Understanding Customer Churn

The secret to retaining customers in the face of what is often global competition is a key issue for many businesses. It is so easy for customers to 'play the field' these days, and they do! Both start-ups and established businesses experience this problem, but because understanding why it happens and what can be done about it is frequently seen as too difficult, addressing it often gets ignored and shoved in the too-hard basket.

So why do I have high customer churn rates?

Although not unique to start-ups, fledgling businesses often complain of high customer churn rates. This has been put down to various issues such as lack of loyalty to an unrecognized brand, the range of products on offer, inconsistent product quality, insufficient customer support and other issues related to possibly kicking off a business before enough of the key pieces are in place.

Established businesses, however, are also no stranger to high customer churn rates. Often, the causes are similar to those afflicting start-ups, but other factors are sometimes involved. Some of these are increased competition with other businesses, failure to innovate and adapt to changing market conditions, dissatisfaction with pricing changes and a failure to meet customer expectations.

Churn rates differ across industry

It appears that different industries suffer from different rates of churn. The following 2022 figures were derived from customergauge.com for US businesses.

Interestingly, it appears that despite the relative ease for their customers to find an alternative supplier, IT services and computer software industries have a relatively low rate of churn compared to the bricks-and-mortar industries.

This might be due to high-tech businesses being able to more easily identify and act on changes. After-all, writing some code to change the look and feel of a website is much easier than relocating a retail business closer to customers (for example).
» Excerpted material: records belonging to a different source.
// src/error.rs
use axum::{http::StatusCode, response::IntoResponse, Json};
use serde_json::json;
use thiserror::Error;

#[derive(Error, Debug)]
pub enum AppError {
    #[error("Erro na base de dados: {0}")]
    SqlxError(#[from] sqlx::Error),

    #[error("Erro de migração da base de dados: {0}")]
    SqlxMigrateError(#[from] sqlx::migrate::MigrateError),

    #[error("Erro de variável de ambiente: {0}")]
    EnvVarError(#[from] std::env::VarError),

    // Falhas de validação de pedido (campo obrigatório vazio, etc.)
    #[error("{0}")]
    ValidationError(String),

    // O id não resolve dentro do âmbito de posse do utilizador
    #[error("Registo não encontrado")]
    NotFound,

    #[error("Email já registado")]
    DuplicateEmail,

    // Admin a tentar apagar a própria conta
    #[error("Não pode excluir a própria conta")]
    SelfDeletion,

    // Payload do toggle de capacidade sem o campo 'index'
    #[error("Índice da capacidade não fornecido")]
    MissingIndex,

    // Criação de cronograma sem turma_id no payload
    #[error("Turma não especificada")]
    MissingTurma,

    #[error("Erro ao processar password")]
    PasswordHashingError,

    #[error("Credenciais inválidas")]
    InvalidCredentials,

    #[error("Erro na sessão: {0}")]
    SessionError(String),

    #[error("Erro interno inesperado")]
    InternalServerError,

    #[error("Não autorizado")]
    Unauthorized,
}

// Como converter AppError numa resposta HTTP (JSON, a UI é fetch/JSON)
impl IntoResponse for AppError {
    fn into_response(self) -> axum::response::Response {
        // Loga o erro detalhado no servidor
        tracing::error!("Erro processado: {:?}", self);

        let (status, user_message) = match &self {
            AppError::SqlxError(_) | AppError::SqlxMigrateError(_) => {
                (StatusCode::INTERNAL_SERVER_ERROR, "Erro ao aceder aos dados.".to_string())
            }
            AppError::EnvVarError(_) => {
                (StatusCode::INTERNAL_SERVER_ERROR, "Erro de configuração.".to_string())
            }
            AppError::ValidationError(msg) => (StatusCode::BAD_REQUEST, msg.clone()),
            AppError::NotFound => (StatusCode::NOT_FOUND, "Registo não encontrado.".to_string()),
            AppError::DuplicateEmail => {
                (StatusCode::CONFLICT, "Este email já está registado.".to_string())
            }
            AppError::SelfDeletion => {
                (StatusCode::BAD_REQUEST, "Não pode excluir a própria conta.".to_string())
            }
            AppError::MissingIndex => {
                (StatusCode::BAD_REQUEST, "Índice da capacidade não fornecido.".to_string())
            }
            AppError::MissingTurma => {
                (StatusCode::BAD_REQUEST, "Selecione uma turma para o cronograma.".to_string())
            }
            AppError::PasswordHashingError => {
                (StatusCode::INTERNAL_SERVER_ERROR, "Erro ao processar credenciais.".to_string())
            }
            AppError::InvalidCredentials => {
                // Mensagem genérica, não revela se o email existe
                (StatusCode::UNAUTHORIZED, "Email ou senha inválidos.".to_string())
            }
            AppError::SessionError(_) => {
                (StatusCode::INTERNAL_SERVER_ERROR, "Erro na gestão da sua sessão.".to_string())
            }
            AppError::Unauthorized => (StatusCode::FORBIDDEN, "Acesso negado.".to_string()),
            _ => (StatusCode::INTERNAL_SERVER_ERROR, "Ocorreu um erro inesperado.".to_string()),
        };

        (status, Json(json!({ "error": user_message }))).into_response()
    }
}

// Tipo Result padrão para a aplicação
pub type AppResult<T = ()> = Result<T, AppError>;
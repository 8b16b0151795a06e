//! Trigger dispatch
//!
//! [`Trigger`] values describe what happened; the [`Dispatcher`] decides
//! which engine operation answers it.

pub mod dispatcher;
pub mod trigger;

pub use dispatcher::Dispatcher;
pub use trigger::{Trigger, TriggerKind};
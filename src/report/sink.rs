//! Report sinks: where run summaries go after a dispatch

use super::audit::AuditRecord;
use super::summary::{RunStatus, RunSummary};
use crate::Result;
use async_trait::async_trait;
use std::sync::Mutex;

/// Receives every run summary the dispatcher produces
///
/// Implementations decide whether to alert a human (see
/// [`RunSummary::should_notify`]) or write an audit row. A failing sink is
/// logged by the dispatcher and never affects the run.
#[async_trait]
pub trait ReportSink: Send + Sync {
    /// Short name for logs
    fn name(&self) -> &str;

    async fn deliver(&self, summary: &RunSummary) -> Result<()>;
}

/// Writes one structured log event per run
#[derive(Debug, Default)]
pub struct TracingSink;

#[async_trait]
impl ReportSink for TracingSink {
    fn name(&self) -> &str {
        "tracing"
    }

    async fn deliver(&self, summary: &RunSummary) -> Result<()> {
        let record = AuditRecord::from_summary(summary);
        match summary.status {
            RunStatus::Success => tracing::info!(
                trigger = %record.trigger_name,
                applied = summary.counts.applied,
                repaired = summary.counts.repaired,
                skipped = summary.counts.skipped,
                "{}",
                record.details
            ),
            RunStatus::Warning => {
                for outcome in &summary.failed {
                    tracing::warn!(
                        trigger = %record.trigger_name,
                        channel = %outcome.channel_name,
                        action = %outcome.action,
                        error = outcome.error.as_deref().unwrap_or(""),
                        "Channel not reconciled"
                    );
                }
                tracing::warn!(trigger = %record.trigger_name, "{}", record.details);
            }
        }
        Ok(())
    }
}

/// Keeps every summary in memory
#[derive(Debug, Default)]
pub struct MemorySink {
    summaries: Mutex<Vec<RunSummary>>,
}

impl MemorySink {
    pub fn new() -> Self {
        Self::default()
    }

    /// Summaries received so far, oldest first
    pub fn summaries(&self) -> Vec<RunSummary> {
        self.summaries
            .lock()
            .unwrap_or_else(|e| e.into_inner())
            .clone()
    }

    pub fn len(&self) -> usize {
        self.summaries.lock().unwrap_or_else(|e| e.into_inner()).len()
    }

    pub fn is_empty(&self) -> bool {
        self.len() == 0
    }
}

#[async_trait]
impl ReportSink for MemorySink {
    fn name(&self) -> &str {
        "memory"
    }

    async fn deliver(&self, summary: &RunSummary) -> Result<()> {
        self.summaries
            .lock()
            .unwrap_or_else(|e| e.into_inner())
            .push(summary.clone());
        Ok(())
    }
}

#[cfg(test)]
mod tests {
    use super::*;
    use crate::dispatch::TriggerKind;
    use crate::reconcile::{ReconciliationResult, ReconciliationRun};

    fn sample() -> RunSummary {
        let mut builder = ReconciliationRun::builder(TriggerKind::Startup);
        builder.push(ReconciliationResult::applied("mute_only"));
        builder.push(ReconciliationResult::error("readonly", "HTTP error on #readonly: 503"));
        RunSummary::from_run(builder.seal())
    }

    #[tokio::test]
    async fn test_memory_sink_collects() {
        let sink = MemorySink::new();
        assert!(sink.is_empty());

        sink.deliver(&sample()).await.unwrap();
        sink.deliver(&sample()).await.unwrap();

        assert_eq!(sink.len(), 2);
        assert_eq!(sink.summaries()[0].trigger, TriggerKind::Startup);
    }

    #[tokio::test]
    async fn test_tracing_sink_never_fails() {
        crate::logging::init_test();
        assert!(TracingSink.deliver(&sample()).await.is_ok());
    }
}
//! Warden daemon
//!
//! Long-running reconciler for a single guild.
//!
//! # Architecture
//!
//! The platform binding pushes [`Trigger`](crate::dispatch::Trigger)s into
//! the warden's bus. Each trigger is dispatched on its own task, so a slow
//! batch never holds up a drift repair on another channel; writes to the
//! same channel still serialize through the engine's channel locks.
//!
//! ## Inputs
//!
//! - **Trigger bus**: channel and role events from the platform binding
//! - **Daily schedule**: full applies at fixed UTC times
//! - **Command channel**: manual reconcile and shutdown
//! - **Signals**: SIGTERM/SIGINT stop the loop gracefully
//!
//! # Example
//!
//! ```ignore
//! use channelwarden::config::WardenConfig;
//! use channelwarden::warden::Warden;
//!
//! #[tokio::main]
//! async fn main() -> channelwarden::Result<()> {
//!     channelwarden::logging::init()?;
//!
//!     let config = WardenConfig::load_default()?;
//!     let platform = my_binding::connect().await?;
//!     let mut warden = Warden::from_config(&config, platform)?;
//!
//!     let triggers = warden.trigger_sender();
//!     my_binding::forward_events(triggers);
//!
//!     warden.run().await
//! }
//! ```

mod daemon;
pub mod schedule;

pub use daemon::{
    Warden, WardenCommand, WardenEvent, WardenSettings, DEFAULT_EVENT_CHANNEL_CAPACITY,
    DEFAULT_MAX_INFLIGHT_DISPATCHES,
};
pub use schedule::DailySchedule;
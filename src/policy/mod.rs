//! Policy definition: desired permission profiles and drift detection
//!
//! This module provides:
//! - The two policy profiles and the tri-state [`PermissionProfile`]
//! - The [`PolicyRegistry`] mapping managed channel names to profiles
//! - The pure comparator used for drift detection
//!
//! # Example
//!
//! ```
//! use channelwarden::policy::{needs_repair, PermissionProfile, PolicyRegistry};
//!
//! let registry = PolicyRegistry::new(&["mute_only"], &["readonly"]).unwrap();
//! let desired = registry.resolve("readonly").unwrap();
//!
//! assert!(needs_repair(&PermissionProfile::SEND_ALLOWED, &desired));
//! ```

pub mod comparator;
pub mod profile;
pub mod registry;

pub use comparator::{drifted_flags, needs_repair};
pub use profile::{PermissionFlag, PermissionProfile, ProfileKind};
pub use registry::{PolicyEntry, PolicyRegistry};
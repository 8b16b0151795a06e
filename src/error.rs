//! Error types for channelwarden
//!
//! Only configuration problems are allowed to fail startup. Everything that
//! goes wrong while talking to the platform is folded into a per-channel
//! [`ReconciliationResult`](crate::reconcile::ReconciliationResult) instead of
//! surfacing here.

use crate::config::ValidationError;
use crate::platform::PlatformError;
use thiserror::Error;

/// Result type alias for channelwarden operations
pub type Result<T> = std::result::Result<T, WardenError>;

/// Error type for channelwarden operations
#[derive(Error, Debug)]
pub enum WardenError {
    /// Configuration errors (fatal, startup only)
    #[error("Configuration error: {0}")]
    Config(String),

    /// One or more configuration fields failed validation
    #[error("Invalid configuration: {}", format_validation(.0))]
    Validation(Vec<ValidationError>),

    /// Platform binding errors
    #[error("Platform error: {0}")]
    Platform(#[from] PlatformError),

    /// I/O errors
    #[error("I/O error: {0}")]
    Io(#[from] std::io::Error),

    /// YAML parsing errors
    #[error("YAML error: {0}")]
    Yaml(#[from] serde_yaml::Error),

    /// Other errors
    #[error("{0}")]
    Other(String),
}

impl WardenError {
    /// Whether this error must abort initialization
    pub fn is_fatal(&self) -> bool {
        matches!(
            self,
            WardenError::Config(_)
                | WardenError::Validation(_)
                | WardenError::Io(_)
                | WardenError::Yaml(_)
        )
    }
}

fn format_validation(errors: &[ValidationError]) -> String {
    errors
        .iter()
        .map(|e| e.to_string())
        .collect::<Vec<_>>()
        .join("; ")
}
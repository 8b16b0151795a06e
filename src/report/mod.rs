//! Report assembly
//!
//! Turns a sealed [`ReconciliationRun`](crate::reconcile::ReconciliationRun)
//! into a [`RunSummary`] and hands it to [`ReportSink`]s. No message
//! formatting or storage happens here.

pub mod audit;
pub mod sink;
pub mod summary;

pub use audit::AuditRecord;
pub use sink::{MemorySink, ReportSink, TracingSink};
pub use summary::{ActionCounts, ChannelOutcome, RunStatus, RunSummary};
Regular customer behavior monitoring is essential

Whether a business is a start-up or established, it is important to regularly monitor customer churn and try to determine the reasons for it. Acting on this intelligence will allow them to know where to make the most effective changes and improve customer retention rates.

So how does one go about doing this?

I prefer a data-driven approach, which allows for changes to be made in an experimental and systematic way. This usually involves first gathering lots of customer behavior-related data including purchase history, usage patterns, and internet site page-browsing history. Whilst you would think this would be a no-brainer for online businesses, it is unfortunately often the case that these companies have not in fact implemented processes to collect the correct data, making proper analysis difficult.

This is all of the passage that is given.